My use cases include wanting to:
- (re-)use (the latest version, as of the time of rendering, of) a figure in a(n) (R)Markdown (e.g.
xaringan) presentation, - insert such a figure into an Office document,
- collect a (small) subset of such figures to share with collaborators,
- declare (specific) such figures as outputs to be included in the (Snakemake) report when rendering an (RMarkdown) document in a Snakemake rule,
and several more.
The only solution I found so far is to not rely on knitrs capability to 'print' plots but rather save them manually and include them explicitly which adds a whole lot of boilerplate code to each and every code chunk creating more than one plot.

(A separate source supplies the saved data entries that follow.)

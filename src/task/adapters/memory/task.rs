//! In-memory repository for task hierarchy tests and embedded use.

use async_trait::async_trait;
use std::cmp::Ordering;
use std::collections::{BTreeMap, BTreeSet, HashMap};
use std::sync::{Arc, RwLock, RwLockReadGuard, RwLockWriteGuard};

use crate::task::{
    domain::{
        Ancestry, HierarchyViolation, MAX_HIERARCHY_LEVEL, NewTask, Page, PageRequest,
        SortDirection, Task, TaskCode, TaskId, TaskNode, TaskSort, TaskSortField,
        hierarchy::{depth_of, detects_cycle, subtree_fits, would_exceed_max_depth},
    },
    ports::{TaskRepository, TaskRepositoryError, TaskRepositoryResult},
};

/// Thread-safe in-memory task repository.
///
/// Every operation runs under a single lock, so each call is atomic and reads
/// never observe a half-applied write. Depth and cycle rules are checked again
/// under that lock, so writers sharing one repository cannot together build a
/// chain that each alone would have been refused.
#[derive(Debug, Clone, Default)]
pub struct InMemoryTaskRepository {
    state: Arc<RwLock<InMemoryTaskState>>,
}

#[derive(Debug, Default)]
struct InMemoryTaskState {
    last_id: i64,
    tasks: BTreeMap<TaskId, Task>,
    code_index: HashMap<TaskCode, TaskId>,
    /// Derived from task parent codes; ids keep children in insertion order.
    children_index: HashMap<TaskCode, BTreeSet<TaskId>>,
}

impl InMemoryTaskRepository {
    /// Creates an empty in-memory repository.
    #[must_use]
    pub fn new() -> Self {
        Self::default()
    }

    fn read(&self) -> TaskRepositoryResult<RwLockReadGuard<'_, InMemoryTaskState>> {
        self.state.read().map_err(|err| {
            TaskRepositoryError::persistence(std::io::Error::other(err.to_string()))
        })
    }

    fn write(&self) -> TaskRepositoryResult<RwLockWriteGuard<'_, InMemoryTaskState>> {
        self.state.write().map_err(|err| {
            TaskRepositoryError::persistence(std::io::Error::other(err.to_string()))
        })
    }
}

impl InMemoryTaskState {
    fn task_by_code(&self, code: &TaskCode) -> Option<&Task> {
        self.code_index.get(code).and_then(|id| self.tasks.get(id))
    }

    fn child_codes(&self, code: &TaskCode) -> Vec<TaskCode> {
        self.children_index
            .get(code)
            .map(|ids| {
                ids.iter()
                    .filter_map(|id| self.tasks.get(id))
                    .map(|child| child.code().clone())
                    .collect()
            })
            .unwrap_or_default()
    }

    fn node(&self, task: &Task) -> TaskNode {
        TaskNode::new(task.clone(), self.child_codes(task.code()))
    }

    fn ensure_parent_exists(&self, parent_code: Option<&TaskCode>) -> TaskRepositoryResult<()> {
        match parent_code {
            Some(parent) if !self.code_index.contains_key(parent) => {
                Err(TaskRepositoryError::ParentNotFound(parent.clone()))
            }
            _ => Ok(()),
        }
    }

    fn ancestor_codes(&self, code: &TaskCode, limit: usize) -> Vec<TaskCode> {
        let mut ancestors = Vec::new();
        let mut next = self.task_by_code(code).and_then(Task::parent_code);
        while let Some(parent_code) = next {
            if ancestors.len() >= limit {
                break;
            }
            ancestors.push(parent_code.clone());
            next = self.task_by_code(parent_code).and_then(Task::parent_code);
        }
        ancestors
    }

    fn ancestry(&self, code: &TaskCode) -> Ancestry {
        Ancestry::new(code.clone(), self.ancestor_codes(code, MAX_HIERARCHY_LEVEL))
    }

    /// Levels in the subtree rooted at `code`, capped one past the limit.
    fn subtree_height(&self, code: &TaskCode) -> usize {
        let mut height = 1;
        let mut frontier = vec![code.clone()];
        while height <= MAX_HIERARCHY_LEVEL {
            let next: Vec<TaskCode> = frontier
                .iter()
                .flat_map(|parent| self.child_codes(parent))
                .collect();
            if next.is_empty() {
                break;
            }
            height += 1;
            frontier = next;
        }
        height
    }

    fn ensure_room_below(&self, parent_code: &TaskCode) -> TaskRepositoryResult<()> {
        if would_exceed_max_depth(&self.ancestry(parent_code)) {
            return Err(max_depth_reached());
        }
        Ok(())
    }

    fn ensure_can_move(&self, task: &TaskCode, parent_code: &TaskCode) -> TaskRepositoryResult<()> {
        let parent = self.ancestry(parent_code);
        if detects_cycle(task, &parent) {
            return Err(TaskRepositoryError::Hierarchy(
                HierarchyViolation::CircularReference {
                    task: task.clone(),
                    parent: parent_code.clone(),
                },
            ));
        }
        if would_exceed_max_depth(&parent)
            || !subtree_fits(depth_of(&parent), self.subtree_height(task))
        {
            return Err(max_depth_reached());
        }
        Ok(())
    }

    fn link_child(&mut self, task: &Task) {
        if let Some(parent) = task.parent_code() {
            self.children_index
                .entry(parent.clone())
                .or_default()
                .insert(task.id());
        }
    }

    /// Removes a task ID from the children index, cleaning up the entry if
    /// empty.
    fn unlink_child(&mut self, task: &Task) {
        let Some(parent) = task.parent_code() else {
            return;
        };
        if let Some(ids) = self.children_index.get_mut(parent) {
            ids.remove(&task.id());
            if ids.is_empty() {
                self.children_index.remove(parent);
            }
        }
    }
}

const fn max_depth_reached() -> TaskRepositoryError {
    TaskRepositoryError::Hierarchy(HierarchyViolation::MaxDepthReached {
        max: MAX_HIERARCHY_LEVEL,
    })
}

fn compare_tasks(left: &Task, right: &Task, sort: TaskSort) -> Ordering {
    let (a, b) = (left.details(), right.details());
    let ordering = match sort.field() {
        TaskSortField::Id => left.id().cmp(&right.id()),
        TaskSortField::Code => left.code().cmp(right.code()),
        TaskSortField::Title => a.title().cmp(b.title()),
        TaskSortField::Status => a.status().as_str().cmp(b.status().as_str()),
        TaskSortField::Priority => a.priority().cmp(&b.priority()),
        TaskSortField::AssignedDate => a.assigned_date().cmp(&b.assigned_date()),
        TaskSortField::DueDate => a.due_date().cmp(&b.due_date()),
        TaskSortField::CreatedAt => left.created_at().cmp(&right.created_at()),
        TaskSortField::UpdatedAt => left.updated_at().cmp(&right.updated_at()),
    };
    let directed = match sort.direction() {
        SortDirection::Asc => ordering,
        SortDirection::Desc => ordering.reverse(),
    };
    directed.then_with(|| left.id().cmp(&right.id()))
}

#[async_trait]
impl TaskRepository for InMemoryTaskRepository {
    async fn insert(&self, task: &NewTask) -> TaskRepositoryResult<Task> {
        let mut state = self.write()?;
        if state.code_index.contains_key(task.code()) {
            return Err(TaskRepositoryError::DuplicateCode(task.code().clone()));
        }
        state.ensure_parent_exists(task.parent_code())?;
        if let Some(parent_code) = task.parent_code() {
            state.ensure_room_below(parent_code)?;
        }

        state.last_id += 1;
        let stored = task.clone().into_persisted(TaskId::from_i64(state.last_id));
        state.code_index.insert(stored.code().clone(), stored.id());
        state.link_child(&stored);
        state.tasks.insert(stored.id(), stored.clone());
        Ok(stored)
    }

    async fn update(&self, task: &Task) -> TaskRepositoryResult<Task> {
        let mut state = self.write()?;
        let current = state
            .tasks
            .get(&task.id())
            .ok_or_else(|| TaskRepositoryError::NotFound(task.code().clone()))?
            .clone();
        if current.version() != task.version() {
            return Err(TaskRepositoryError::VersionConflict(task.code().clone()));
        }
        state.ensure_parent_exists(task.parent_code())?;
        let moved_to = task
            .parent_code()
            .filter(|parent_code| current.parent_code() != Some(*parent_code));
        if let Some(parent_code) = moved_to {
            state.ensure_can_move(task.code(), parent_code)?;
        }

        // Re-link under the new parent before storing the revision.
        state.unlink_child(&current);
        let stored = task.clone().with_next_version();
        state.link_child(&stored);
        state.tasks.insert(stored.id(), stored.clone());
        Ok(stored)
    }

    async fn delete(&self, task: &Task) -> TaskRepositoryResult<()> {
        let mut state = self.write()?;
        let current = state
            .task_by_code(task.code())
            .cloned()
            .ok_or_else(|| TaskRepositoryError::NotFound(task.code().clone()))?;
        let count = state
            .children_index
            .get(current.code())
            .map_or(0, BTreeSet::len);
        if count > 0 {
            return Err(TaskRepositoryError::HasChildren {
                code: current.code().clone(),
                count,
            });
        }

        state.unlink_child(&current);
        state.code_index.remove(current.code());
        state.tasks.remove(&current.id());
        Ok(())
    }

    async fn find_by_code(&self, code: &TaskCode) -> TaskRepositoryResult<Option<TaskNode>> {
        let state = self.read()?;
        Ok(state.task_by_code(code).map(|task| state.node(task)))
    }

    async fn find_all(&self, request: PageRequest) -> TaskRepositoryResult<Page<TaskNode>> {
        let state = self.read()?;
        let mut ordered: Vec<&Task> = state.tasks.values().collect();
        ordered.sort_by(|left, right| compare_tasks(left, right, request.sort()));

        let total = ordered.len();
        let offset = usize::try_from(request.offset()).unwrap_or(usize::MAX);
        let size = usize::try_from(request.size()).unwrap_or(usize::MAX);
        let items = ordered
            .into_iter()
            .skip(offset)
            .take(size)
            .map(|task| state.node(task))
            .collect();
        Ok(Page::new(items, request, total as u64))
    }

    async fn find_by_parent_code(&self, code: &TaskCode) -> TaskRepositoryResult<Vec<TaskNode>> {
        let state = self.read()?;
        let children = state
            .children_index
            .get(code)
            .map(|ids| {
                ids.iter()
                    .filter_map(|id| state.tasks.get(id))
                    .map(|task| state.node(task))
                    .collect()
            })
            .unwrap_or_default();
        Ok(children)
    }

    async fn find_root_tasks(&self) -> TaskRepositoryResult<Vec<TaskNode>> {
        let state = self.read()?;
        Ok(state
            .tasks
            .values()
            .filter(|task| task.is_root())
            .map(|task| state.node(task))
            .collect())
    }

    async fn find_ancestor_codes(
        &self,
        code: &TaskCode,
        limit: usize,
    ) -> TaskRepositoryResult<Vec<TaskCode>> {
        Ok(self.read()?.ancestor_codes(code, limit))
    }

    async fn all_codes(&self) -> TaskRepositoryResult<Vec<TaskCode>> {
        let state = self.read()?;
        Ok(state.tasks.values().map(|task| task.code().clone()).collect())
    }
}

At least to me, my suggested solution would be a huge improvement and (with my very basic understanding of the inner workings of knitr and related packages) I think it could be done in a fully backwards compatible way.
If you see any side effects or edge cases I did not consider, please let me know.
Thank you for considering my feature request / PR offer and for creating (and maintaining) this wonderful piece of software that has made my life easier for over a decade.